In un mondo segnato da transizioni ambientali, fratture geopolitiche e diseguaglianze crescenti, l’innovazione è chiamata a scegliere da che parte stare. E, in questa scelta, la conoscenza e la cultura tornano a essere i veri motori del cambiamento.

/ Pensare nell'epoca dell'AI
Nel suo saggio La pelle. Che cosa significa pensare nell’epoca dell’intelligenza artificiale (Il Mulino, 2025) il filosofo Maurizio Ferraris smonta con eleganza il più diffuso degli equivoci contemporanei: quello che confonde i bit con i neuroni, gli algoritmi con la coscienza. L’intelligenza artificiale, scrive Ferraris, non ha pelle, non ha corpo, non ha dolore. Non pensa, processa. E per questo non può sostituire il pensiero umano, ma solo ampliarne le capacità. Un invito alla sobrietà intellettuale, in un’epoca dove il linguaggio del marketing ha travestito da rivoluzione antropologica quella che resta – pur potentissima – una trasformazione tecnologica.

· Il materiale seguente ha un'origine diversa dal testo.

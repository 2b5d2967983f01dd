use super::common::*;
use axum::extract::State;
use axum::http::StatusCode;
use serde_json::{json, Value};
use tower::ServiceExt;

use crate::workflows::assessment::router::{
    assess_handler, AssessmentRequest, DocumentUpload,
};
use crate::workflows::assessment::assessment_router;

async fn read_json_body(response: axum::response::Response) -> Value {
    let body = axum::body::to_bytes(response.into_body(), 256 * 1024)
        .await
        .expect("read body");
    serde_json::from_slice(&body).expect("json payload")
}

#[tokio::test]
async fn assess_handler_returns_outcome_for_a_batch() {
    let service = shared_service();
    let request = AssessmentRequest {
        documents: vec![DocumentUpload {
            filename: "pan.pdf".to_string(),
            text: pan_text().to_string(),
        }],
        assessed_on: Some(assessed_on()),
    };

    let response = assess_handler(State(service), axum::Json(request)).await;
    assert_eq!(response.status(), StatusCode::OK);

    let body = read_json_body(response).await;
    assert_eq!(body["profile"]["identity"]["pan"], "ABCDE1234F");
    assert_eq!(body["report"]["assessed_on"], "2024-06-01");
    assert!(body["eligibility"].is_null());
}

#[tokio::test]
async fn assessment_route_accepts_json_payloads() {
    let router = assessment_router(shared_service());

    let payload = json!({
        "documents": [
            { "filename": "form16.pdf", "text": form16_text() },
            { "filename": "feb_statement.pdf", "text": bank_statement_text() },
        ],
        "assessed_on": "2024-06-01",
    });

    let response = router
        .oneshot(
            axum::http::Request::post("/api/v1/loan/assessments")
                .header(axum::http::header::CONTENT_TYPE, "application/json")
                .body(axum::body::Body::from(
                    serde_json::to_vec(&payload).unwrap(),
                ))
                .unwrap(),
        )
        .await
        .expect("router responds");

    assert_eq!(response.status(), StatusCode::OK);
    let body = read_json_body(response).await;
    assert_eq!(body["eligibility"]["gross_monthly_estimate"], 105_000);
    assert_eq!(body["eligibility"]["total_existing_emi"], 15_000);
    assert!(body["report"]["recommendation"]
        .as_str()
        .unwrap()
        .contains("appears eligible"));
}

#[tokio::test]
async fn malformed_payloads_are_rejected_by_the_extractor() {
    let router = assessment_router(shared_service());

    let response = router
        .oneshot(
            axum::http::Request::post("/api/v1/loan/assessments")
                .header(axum::http::header::CONTENT_TYPE, "application/json")
                .body(axum::body::Body::from("{\"documents\": 42}"))
                .unwrap(),
        )
        .await
        .expect("router responds");

    assert_eq!(response.status(), StatusCode::UNPROCESSABLE_ENTITY);
}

/ Il trilemma della libertà
Ma il nodo non è solo filosofico. È anche politico. Ne Il trilemma della libertà (La Nave di Teseo, 2025) Gabriele Giacomini affronta il triangolo instabile che tiene in equilibrio il potere delle Big Tech, l’autorità dello Stato e la libertà dei cittadini. L’innovazione, dice, tende a schiacciare uno di questi attori a vantaggio degli altri due. L’esito può essere l’autoritarismo digitale, il laissez-faire predatorio o – più raramente – una democrazia partecipata, dove la tecnologia è governata e non subita. Per Giacomini, la chiave è la responsabilità collettiva, un patto tra istituzioni, società civile e imprese per orientare l’innovazione verso il bene comune.

/ Il Pianeta Acqua
Jeremy Rifkin, visionario economista che ha ispirato il Green Deal europeo, spinge ancora oltre lo sguardo: nel suo manifesto Chiamiamolo Pianeta Acqua (Mondadori, 2024), propone di rinominare la Terra in “Planet Aqua”, per ricordarci che è l’acqua – non il silicio – la vera infrastruttura della vita. Mentre il potere è concentrato nelle piattaforme digitali, l’ecosistema fisico si ribella. L’alternativa è un Blue Deal globale, un’economia distribuita che unisca rinnovabili, bioregioni resilienti e intelligenza artificiale al servizio della rigenerazione ecologica. Un modello che supera la Silicon Valley e mette al centro la geografia, la cura dei territori, la comunità.

/ L’AI europea
Intanto, nel cuore dell’Europa, si gioca una partita strategica. L’AI europea non punta a diventare la nuova OpenAI, ma a integrare l’intelligenza artificiale nei processi industriali, rendendola una commodity diffusa e regolata. Startup verticali, normativa sui dati equilibrata e coinvolgimento dei lavoratori sono le leve di una nuova via europea alla tecnologia. Lo spiega bene un recente articolo de Il Foglio: l’industria manifatturiera può diventare il motore di un’innovazione non più guidata solo da colossi della Silicon Valley, ma da una pluralità di attori locali e settoriali.
In Italia, la situazione è più complessa. L’ecosistema delle startup innovative cresce, ma a ritmo rallentato. Il credito d’imposta per incubatori e acceleratori, sbloccato dal decreto Urso-Giorgetti, rappresenta un passo avanti importante: un beneficio fiscale fino a 40.000 euro per investimenti nel capitale di startup, con l’obiettivo di rafforzare le prime fasi della vita imprenditoriale. Tuttavia, come osserva Il Sole 24 Ore, restano diverse fragilità sistemiche: la frammentazione normativa, la scarsità di capitali di rischio e una cultura d’impresa ancora troppo orientata al breve termine.

/ Investire sulle persone
Eppure alcune storie fanno intravedere un cambio di passo. Come quella di Diyala D’Aveni, 33 anni, CEO del fondo Vento sostenuto da Exor, che in tre anni ha investito in oltre 100 startup italiane. La sua è una visione lucida: «L’idea conta poco. Investiamo su persone eccezionali, con esperienze profonde e relazioni solide». Niente unicorni, ma radici forti e competenze solide. Una via italiana al venture capital, che passa per Torino, le Officine Grandi Riparazioni e una nuova generazione di imprenditrici che parlano di visione, etica e coraggio.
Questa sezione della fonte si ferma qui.